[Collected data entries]
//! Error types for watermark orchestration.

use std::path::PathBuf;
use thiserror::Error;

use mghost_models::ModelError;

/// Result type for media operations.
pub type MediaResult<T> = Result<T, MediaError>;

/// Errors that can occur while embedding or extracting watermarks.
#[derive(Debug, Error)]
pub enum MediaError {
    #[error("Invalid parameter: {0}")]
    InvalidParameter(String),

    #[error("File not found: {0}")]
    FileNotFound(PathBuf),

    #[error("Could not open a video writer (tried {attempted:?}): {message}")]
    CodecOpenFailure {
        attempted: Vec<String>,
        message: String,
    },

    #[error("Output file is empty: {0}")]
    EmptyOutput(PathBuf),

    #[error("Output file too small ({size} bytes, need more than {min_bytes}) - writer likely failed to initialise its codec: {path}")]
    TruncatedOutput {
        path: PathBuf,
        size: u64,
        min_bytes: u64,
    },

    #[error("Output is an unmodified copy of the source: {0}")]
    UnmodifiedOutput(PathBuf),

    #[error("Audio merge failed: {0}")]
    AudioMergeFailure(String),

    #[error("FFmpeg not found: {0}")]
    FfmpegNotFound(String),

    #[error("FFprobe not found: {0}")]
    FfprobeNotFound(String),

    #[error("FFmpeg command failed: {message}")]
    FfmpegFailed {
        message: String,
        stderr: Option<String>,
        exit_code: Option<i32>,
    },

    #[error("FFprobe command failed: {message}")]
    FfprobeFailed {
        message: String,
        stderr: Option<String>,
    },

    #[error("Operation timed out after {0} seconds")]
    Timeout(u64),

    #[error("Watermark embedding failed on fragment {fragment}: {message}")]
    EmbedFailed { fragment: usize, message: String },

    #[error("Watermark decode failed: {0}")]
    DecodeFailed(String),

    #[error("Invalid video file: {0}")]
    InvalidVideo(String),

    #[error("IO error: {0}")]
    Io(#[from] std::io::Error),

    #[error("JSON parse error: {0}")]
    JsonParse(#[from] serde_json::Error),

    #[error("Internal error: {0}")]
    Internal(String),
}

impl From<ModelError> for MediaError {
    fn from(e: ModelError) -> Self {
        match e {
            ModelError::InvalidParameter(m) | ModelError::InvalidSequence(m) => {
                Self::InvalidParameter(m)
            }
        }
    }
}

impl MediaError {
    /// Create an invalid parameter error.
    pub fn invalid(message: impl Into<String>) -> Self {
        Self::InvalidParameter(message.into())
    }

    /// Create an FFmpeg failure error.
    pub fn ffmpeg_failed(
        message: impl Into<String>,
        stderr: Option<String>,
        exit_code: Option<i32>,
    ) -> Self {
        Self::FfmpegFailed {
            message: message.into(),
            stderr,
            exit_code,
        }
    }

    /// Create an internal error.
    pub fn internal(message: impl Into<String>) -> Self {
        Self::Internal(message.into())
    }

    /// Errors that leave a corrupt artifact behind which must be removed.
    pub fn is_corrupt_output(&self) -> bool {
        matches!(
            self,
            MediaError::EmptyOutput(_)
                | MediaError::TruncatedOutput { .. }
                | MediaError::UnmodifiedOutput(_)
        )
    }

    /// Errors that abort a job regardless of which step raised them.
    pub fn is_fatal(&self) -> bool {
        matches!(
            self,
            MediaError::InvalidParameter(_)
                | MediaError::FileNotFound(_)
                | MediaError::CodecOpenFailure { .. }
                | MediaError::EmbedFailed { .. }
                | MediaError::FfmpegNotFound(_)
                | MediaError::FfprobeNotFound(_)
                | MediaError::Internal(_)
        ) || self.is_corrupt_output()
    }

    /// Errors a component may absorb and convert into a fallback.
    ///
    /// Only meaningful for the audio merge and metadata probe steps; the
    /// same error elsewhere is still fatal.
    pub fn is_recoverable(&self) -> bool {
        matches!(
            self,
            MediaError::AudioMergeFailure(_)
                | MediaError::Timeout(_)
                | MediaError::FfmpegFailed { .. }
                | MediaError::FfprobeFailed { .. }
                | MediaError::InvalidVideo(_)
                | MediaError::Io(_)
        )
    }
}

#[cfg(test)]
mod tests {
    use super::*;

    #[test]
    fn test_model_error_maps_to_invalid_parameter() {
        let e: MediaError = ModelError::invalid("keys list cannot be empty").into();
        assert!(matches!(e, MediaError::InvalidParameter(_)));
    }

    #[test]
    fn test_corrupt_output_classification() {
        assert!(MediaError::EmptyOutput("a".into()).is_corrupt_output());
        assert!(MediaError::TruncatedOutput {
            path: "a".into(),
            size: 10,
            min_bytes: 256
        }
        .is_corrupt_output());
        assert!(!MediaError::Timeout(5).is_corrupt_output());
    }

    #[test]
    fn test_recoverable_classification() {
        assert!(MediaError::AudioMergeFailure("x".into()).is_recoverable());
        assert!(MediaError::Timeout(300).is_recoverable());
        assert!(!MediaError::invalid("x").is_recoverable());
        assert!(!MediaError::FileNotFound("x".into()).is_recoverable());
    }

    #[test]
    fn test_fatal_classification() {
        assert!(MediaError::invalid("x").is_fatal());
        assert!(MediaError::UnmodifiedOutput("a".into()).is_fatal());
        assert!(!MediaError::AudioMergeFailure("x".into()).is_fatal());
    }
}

(How to complete this task): Go through the records from the first line and copy each one exactly, ending after the line that contains "pub type MediaResult<T>". Give nothing else.

(Answer to this problem):
//! Error types for watermark orchestration.

use std::path::PathBuf;
use thiserror::Error;

use mghost_models::ModelError;

/// Result type for media operations.
pub type MediaResult<T> = Result<T, MediaError>;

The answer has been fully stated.